Proactive communication can reduce patient anxiety and prevent dangerous self-management decisions:

  1. Inform patients early: If you're aware of supply issues, alert patients at their next visit rather than waiting for a crisis at the pharmacy.
  2. Provide a contingency plan: Give patients a written plan — e.g., "If your pharmacy can't fill Amantadine, call our office. Do not stop taking it without our guidance."
  3. Direct patients to resources: MedFinder for Providers offers tools to help locate pharmacy stock. You can also direct patients to our patient-facing shortage update for educational context.

Documentation Recommendations

In the context of drug shortages, thorough documentation protects both patients and providers:

  • Document the clinical rationale for Amantadine use in the patient's chart
  • Record pharmacy stock-out reports and dates
  • Document clinical reasoning for any medication switches, including risks discussed with the patient
  • Note any taper plans if Amantadine must be discontinued

Resources for Providers

For additional guidance on helping patients locate supply, see our provider's guide to finding Amantadine in stock.

Why did manufacturers stop making generic Amantadine?

Strides Pharma and Teva Pharmaceuticals both discontinued Amantadine HCl 100 mg capsules based on business decisions, not safety concerns. Low-margin generic drug economics often lead to market exits when manufacturing costs rise or more profitable products are prioritized.
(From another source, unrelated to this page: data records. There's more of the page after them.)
//! Model provider contract.
//!
//! Vendor adapters live outside this crate; they implement [`ModelProvider`]
//! and translate [`ModelRequest`] / [`ModelResponse`] to their wire format.

use async_trait::async_trait;
use futures::stream::BoxStream;
use serde::{Deserialize, Serialize};

use crate::context::RunContext;
use crate::error::Result;
use crate::types::{Message, MessageStatus};

/// Lazy sequence of responses produced by a streaming provider call.
pub type ModelResponseStream = BoxStream<'static, Result<ModelResponse>>;

/// A request sent to a model provider.
#[derive(Debug, Clone, Default)]
pub struct ModelRequest {
    pub instruction: Option<String>,
    /// History followed by the new input and any tool rounds so far.
    pub messages: Vec<Message>,
    pub tools: Vec<ToolDefinition>,
    pub input_schema: Option<serde_json::Value>,
    pub output_schema: Option<serde_json::Value>,
}

/// Tool definition sent to the provider.
#[derive(Debug, Clone, PartialEq, Serialize, Deserialize)]
pub struct ToolDefinition {
    pub name: String,
    pub description: String,
    pub input_schema: serde_json::Value,
}

/// Response from a provider: exactly one message.
///
/// The message's role and status drive the engine's next action: a `tool`
/// role requests tool execution, `completed` marks the final chunk of a
/// streaming call.
#[derive(Debug, Clone, PartialEq)]
pub struct ModelResponse {
    pub message: Message,
}

impl ModelResponse {
    pub fn new(message: Message) -> Self {
        Self { message }
    }
}

impl From<Message> for ModelResponse {
    fn from(message: Message) -> Self {
        Self::new(message)
    }
}

/// Core trait implemented by model providers.
#[async_trait]
pub trait ModelProvider: Send + Sync {
    /// Provider name (e.g., "openai"), used in logs and errors.
    fn name(&self) -> &str;

    /// Generate one response (non-streaming).
    async fn generate(&self, ctx: &RunContext, request: &ModelRequest) -> Result<ModelResponse>;

    /// Generate incrementally.
    ///
    /// Chunks that are not `completed` are partial output; the `completed`
    /// chunk carries the full response. The default implementation wraps
    /// [`ModelProvider::generate`] as a single completed chunk.
    async fn new_stream(
        &self,
        ctx: &RunContext,
        request: &ModelRequest,
    ) -> Result<ModelResponseStream> {
        let mut response = self.generate(ctx, request).await?;
        response.message.status = MessageStatus::Completed;
        Ok(Box::pin(futures::stream::once(async move { Ok(response) })))
    }
}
What is the risk of abruptly stopping Amantadine in Parkinson's patients?

Abrupt Amantadine discontinuation can trigger neuroleptic malignant syndrome (NMS) or parkinsonism-hyperpyrexia syndrome, presenting with hyperthermia, rigidity, altered consciousness, and autonomic instability. A gradual taper over 1-2 weeks is recommended when discontinuation is necessary.

Can I prescribe Gocovri if generic Amantadine is unavailable for my patient?

Yes, though most payers require prior authorization and documentation of generic unavailability. Gocovri is distributed through specialty pharmacy channels and the manufacturer offers copay assistance through the Gocovri Onboard program. Allow 1-2 weeks for specialty pharmacy initiation.

What is the best clinical alternative to Amantadine for levodopa-induced dyskinesia?

There is no direct pharmacological equivalent. Options include Levodopa dose fractionation, extended-release Levodopa formulations, Gocovri ER if available, or Safinamide for its glutamate-modulating properties. For medically refractory cases, deep brain stimulation referral may be appropriate.